Top of The input
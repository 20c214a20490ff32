//! HTTP 제어 API 핸들러
//!
//! CRUD 본 표면은 외부 협력자의 몫이고, 여기서는 코어 연산을
//! 구동하는 데 필요한 최소 경로만 노출한다

use crate::error::{CoreError, CoreResult};
use crate::meeting::NewSession;
use crate::model::{
    MeetingRoom, MeetingSession, Participant, Recording, RecordingId, RoomId, SessionId, SpaceId,
    User, UserId, VirtualSpace, Zone,
};
use crate::state::AppState;
use axum::extract::{Path, State};
use axum::http::StatusCode;
use axum::Json;
use serde::Deserialize;
use std::sync::Arc;
use uuid::Uuid;

/// 사용자 생성 요청
#[derive(Debug, Deserialize)]
pub struct CreateUser {
    pub username: String,
}

pub async fn create_user(
    State(state): State<Arc<AppState>>,
    Json(req): Json<CreateUser>,
) -> Json<User> {
    let user = state.stores.users.save(User {
        id: Uuid::new_v4(),
        username: req.username,
    });
    Json(user)
}

/// 가상 공간 생성 요청
#[derive(Debug, Deserialize)]
pub struct CreateSpace {
    pub name: String,
    pub width: i32,
    pub height: i32,
    #[serde(default)]
    pub is_public: bool,
    pub creator_id: UserId,
}

pub async fn create_space(
    State(state): State<Arc<AppState>>,
    Json(req): Json<CreateSpace>,
) -> CoreResult<Json<VirtualSpace>> {
    state
        .stores
        .users
        .find_by_id(req.creator_id)
        .ok_or(CoreError::NotFound("user"))?;
    let space = state.stores.spaces.save(VirtualSpace {
        id: Uuid::new_v4(),
        name: req.name,
        width: req.width,
        height: req.height,
        is_public: req.is_public,
        creator_id: req.creator_id,
    });
    Ok(Json(space))
}

/// 구역 생성 요청
#[derive(Debug, Deserialize)]
pub struct CreateZone {
    pub space_id: SpaceId,
    pub name: String,
    pub x: i32,
    pub y: i32,
    pub width: i32,
    pub height: i32,
}

pub async fn create_zone(
    State(state): State<Arc<AppState>>,
    Json(req): Json<CreateZone>,
) -> CoreResult<Json<Zone>> {
    state
        .stores
        .spaces
        .find_by_id(req.space_id)
        .ok_or(CoreError::NotFound("space"))?;
    let zone = state.stores.zones.save(Zone {
        id: Uuid::new_v4(),
        space_id: req.space_id,
        name: req.name,
        x: req.x,
        y: req.y,
        width: req.width,
        height: req.height,
    });
    Ok(Json(zone))
}

pub async fn list_space_zones(
    State(state): State<Arc<AppState>>,
    Path(space_id): Path<SpaceId>,
) -> CoreResult<Json<Vec<Zone>>> {
    state
        .stores
        .spaces
        .find_by_id(space_id)
        .ok_or(CoreError::NotFound("space"))?;
    Ok(Json(state.stores.zones.find_by_space(space_id)))
}

pub async fn list_space_rooms(
    State(state): State<Arc<AppState>>,
    Path(space_id): Path<SpaceId>,
) -> CoreResult<Json<Vec<MeetingRoom>>> {
    state
        .stores
        .spaces
        .find_by_id(space_id)
        .ok_or(CoreError::NotFound("space"))?;
    Ok(Json(state.stores.rooms.find_by_space(space_id)))
}

/// 회의실 생성 요청
#[derive(Debug, Deserialize)]
pub struct CreateRoom {
    pub space_id: SpaceId,
    pub name: String,
    pub capacity: Option<usize>,
    #[serde(default = "default_true")]
    pub is_active: bool,
    pub creator_id: UserId,
}

/// 회의실 수정 요청
#[derive(Debug, Deserialize)]
pub struct UpdateRoom {
    pub name: String,
    pub capacity: usize,
    pub is_active: bool,
}

fn default_true() -> bool {
    true
}

pub async fn create_room(
    State(state): State<Arc<AppState>>,
    Json(req): Json<CreateRoom>,
) -> CoreResult<Json<MeetingRoom>> {
    let capacity = req
        .capacity
        .unwrap_or(state.config.meeting.default_room_capacity);
    let room = state
        .rooms
        .create(req.space_id, &req.name, capacity, req.is_active, req.creator_id)
        .await?;
    Ok(Json(room))
}

pub async fn get_room(
    State(state): State<Arc<AppState>>,
    Path(room_id): Path<RoomId>,
) -> CoreResult<Json<MeetingRoom>> {
    state.rooms.get(room_id).map(Json)
}

pub async fn update_room(
    State(state): State<Arc<AppState>>,
    Path(room_id): Path<RoomId>,
    Json(req): Json<UpdateRoom>,
) -> CoreResult<Json<MeetingRoom>> {
    let room = state
        .rooms
        .update(room_id, &req.name, req.capacity, req.is_active)
        .await?;
    Ok(Json(room))
}

pub async fn delete_room(
    State(state): State<Arc<AppState>>,
    Path(room_id): Path<RoomId>,
) -> CoreResult<StatusCode> {
    state.rooms.delete(room_id).await?;
    Ok(StatusCode::NO_CONTENT)
}

pub async fn create_session(
    State(state): State<Arc<AppState>>,
    Json(req): Json<NewSession>,
) -> CoreResult<Json<MeetingSession>> {
    state.sessions.create(req).await.map(Json)
}

pub async fn get_session(
    State(state): State<Arc<AppState>>,
    Path(session_id): Path<SessionId>,
) -> CoreResult<Json<MeetingSession>> {
    state.sessions.get(session_id).map(Json)
}

pub async fn start_session(
    State(state): State<Arc<AppState>>,
    Path(session_id): Path<SessionId>,
) -> CoreResult<Json<MeetingSession>> {
    state.sessions.start(session_id).await.map(Json)
}

pub async fn end_session(
    State(state): State<Arc<AppState>>,
    Path(session_id): Path<SessionId>,
) -> CoreResult<Json<MeetingSession>> {
    state.sessions.end(session_id).await.map(Json)
}

pub async fn cancel_session(
    State(state): State<Arc<AppState>>,
    Path(session_id): Path<SessionId>,
) -> CoreResult<Json<MeetingSession>> {
    state.sessions.cancel(session_id).await.map(Json)
}

pub async fn list_participants(
    State(state): State<Arc<AppState>>,
    Path(session_id): Path<SessionId>,
) -> CoreResult<Json<Vec<Participant>>> {
    state.sessions.get(session_id)?;
    Ok(Json(state.stores.participants.find_by_session(session_id)))
}

/// 녹화 시작 요청
#[derive(Debug, Deserialize)]
pub struct StartRecording {
    pub user_id: UserId,
}

pub async fn start_recording(
    State(state): State<Arc<AppState>>,
    Path(session_id): Path<SessionId>,
    Json(req): Json<StartRecording>,
) -> CoreResult<Json<Recording>> {
    state.recordings.start(session_id, req.user_id).await.map(Json)
}

pub async fn list_recordings(
    State(state): State<Arc<AppState>>,
    Path(session_id): Path<SessionId>,
) -> CoreResult<Json<Vec<Recording>>> {
    state.sessions.get(session_id)?;
    Ok(Json(state.stores.recordings.find_by_session(session_id)))
}

pub async fn stop_recording(
    State(state): State<Arc<AppState>>,
    Path(recording_id): Path<RecordingId>,
) -> CoreResult<Json<Recording>> {
    state.recordings.stop(recording_id).await.map(Json)
}

/// 녹화 공개 설정 요청
#[derive(Debug, Deserialize)]
pub struct ShareRecording {
    pub is_public: bool,
}

pub async fn share_recording(
    State(state): State<Arc<AppState>>,
    Path(recording_id): Path<RecordingId>,
    Json(req): Json<ShareRecording>,
) -> CoreResult<Json<Recording>> {
    state.recordings.share(recording_id, req.is_public).map(Json)
}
Bottom of The input
Every line in the records above that contains the word "NewSession" is to be copied out.

-- Written response --
use crate::meeting::NewSession;
    Json(req): Json<NewSession>,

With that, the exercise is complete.